For China, the stakes will be high indeed. The Chinese government will without doubt continue to prepare Chinese athletes to win as many medals as possible. According to a newspaper report, there are about 4,000 state-sponsored sports schools training young Chinese to compete for the 2008 games and 17,000 are currently in this Chinese elite athlete training system. Beijing is clearly determined to make China a sports superpower rivaling the US and Russia.
The Chinese sports fans' expectations for medals will be sky-high. It is therefore not difficult to predict how the nationalistic Chinese will behave in Beijing in the summer of 2008 when their athletes come up against those of other countries, particularly those that the Chinese believe have wronged their country in the past.
They do not forget their so-called "century of humiliation," when China suffered at the hands of the intruding foreign powers from the mid-19th to the mid-20th centuries.

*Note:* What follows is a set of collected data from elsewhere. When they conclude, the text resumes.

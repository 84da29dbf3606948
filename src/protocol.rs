//! Wire protocol codec for the live session
//!
//! Serializes outbound setup and media-chunk envelopes and parses inbound
//! `serverContent` messages. Stateless; the session controller decides what
//! to do with the results.

use crate::error::Result;
use serde::Serialize;
use serde_json::json;

/// MIME type for outgoing microphone audio.
pub const AUDIO_MIME: &str = "audio/pcm";
/// MIME type for outgoing camera frames.
pub const IMAGE_MIME: &str = "image/jpeg";
/// MIME type the service uses for inline audio it returns.
pub const AUDIO_OUT_MIME: &str = "audio/pcm;rate=24000";

/// Generation configuration inside the setup envelope.
#[derive(Debug, Serialize, Clone)]
#[serde(rename_all = "camelCase")]
pub struct GenerationConfig {
    pub response_modalities: Vec<String>,
}

/// Session setup request.
#[derive(Debug, Serialize, Clone)]
#[serde(rename_all = "camelCase")]
pub struct Setup {
    pub model: String,
    pub generation_config: GenerationConfig,
    #[serde(skip_serializing_if = "Option::is_none")]
    pub output_audio_transcription: Option<serde_json::Value>,
}

/// Everything extracted from one inbound `serverContent` message.
///
/// All fields are optional and independent; an empty value is a valid parse
/// of a message that simply carries none of the content we route.
#[derive(Debug, Clone, Default, PartialEq)]
pub struct ServerContent {
    /// Transcription of the model's spoken output.
    pub transcript: Option<String>,
    /// Text parts of the model turn, in order.
    pub texts: Vec<String>,
    /// Base64-encoded 24 kHz PCM parts of the model turn, in order.
    pub audio_b64: Vec<String>,
}

impl ServerContent {
    pub fn is_empty(&self) -> bool {
        self.transcript.is_none() && self.texts.is_empty() && self.audio_b64.is_empty()
    }
}

/// Build the setup envelope sent immediately after connecting.
///
/// Muted sessions request text-only responses; unmuted sessions request
/// text plus audio and ask for output transcription.
pub fn encode_setup(model: &str, muted: bool) -> String {
    let modalities = if muted {
        vec!["TEXT".to_string()]
    } else {
        vec!["TEXT".to_string(), "AUDIO".to_string()]
    };

    let setup = Setup {
        model: model.to_string(),
        generation_config: GenerationConfig {
            response_modalities: modalities,
        },
        output_audio_transcription: (!muted).then(|| json!({})),
    };

    json!({ "setup": setup }).to_string()
}

/// Wrap one base64 media payload in a `realtime_input` envelope.
pub fn encode_media_chunk(b64_data: &str, mime_type: &str) -> String {
    json!({
        "realtime_input": {
            "media_chunks": [
                {
                    "mime_type": mime_type,
                    "data": b64_data,
                }
            ]
        }
    })
    .to_string()
}

/// Parse one inbound message.
///
/// Malformed JSON is an error for the caller to log and drop; a well-formed
/// message without any routable content yields an empty [`ServerContent`].
pub fn decode(raw: &str) -> Result<ServerContent> {
    let value: serde_json::Value = serde_json::from_str(raw)?;
    let mut content = ServerContent::default();

    let Some(server_content) = value.get("serverContent") else {
        return Ok(content);
    };

    if let Some(transcription) = server_content.get("outputTranscription") {
        if let Some(text) = transcription.get("text").and_then(|t| t.as_str()) {
            if !text.is_empty() {
                content.transcript = Some(text.to_string());
            }
        }
    }

    if let Some(parts) = server_content
        .get("modelTurn")
        .and_then(|turn| turn.get("parts"))
        .and_then(|p| p.as_array())
    {
        for part in parts {
            if let Some(text) = part.get("text").and_then(|t| t.as_str()) {
                content.texts.push(text.to_string());
            }
            if let Some(inline_data) = part.get("inlineData") {
                let mime = inline_data.get("mimeType").and_then(|m| m.as_str());
                if mime == Some(AUDIO_OUT_MIME) {
                    if let Some(data) = inline_data.get("data").and_then(|d| d.as_str()) {
                        content.audio_b64.push(data.to_string());
                    }
                }
            }
        }
    }

    Ok(content)
}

Molded by their government's nationalist education and propaganda, the Chinese firmly believe that Russia stole much of Siberia from Manchu China in the late 17th and early 18th centuries, that England cheated Manchu China economically and wrested Hong Kong from it after defeating the declining Manchu dynasty in the "Opium War" of late 1830s, and that France joined England in attacking North China in late 1850s.
Japan forced the Manchu dynasty to cede Taiwan after dealing Manchu China a humiliating military defeat in 1895 and that the US joined seven other countries, including those named above as well as Germany, Italy and Austria-Hungary in invading Beijing in 1900 during the so-called "Boxer Rebellion."
To the ultra-nationalistic Chinese who blame their country's ills and weaknesses on others, the list of offending nations is long. And the time will come for China to get even with each and every culprit. However, the US will doubtlessly be the biggest target of irrational Chinese sports fans' ire in the 2008 Olympic Summer Game in Beijing -- for its role in the Korean War, its failure to recognize China until 1979, its arms sales to Taiwan and alleged support for Taiwan's "creeping independence" and its continuing efforts to "contain" China.
After the Asian Cup final, many international authorities, sports and otherwise, have expressed concern that the ugly and immature behavior that the fanatical Chinese exhibited against the Japanese will be repeated if Beijing does not strive to educate their people on the importance of sportsmanship.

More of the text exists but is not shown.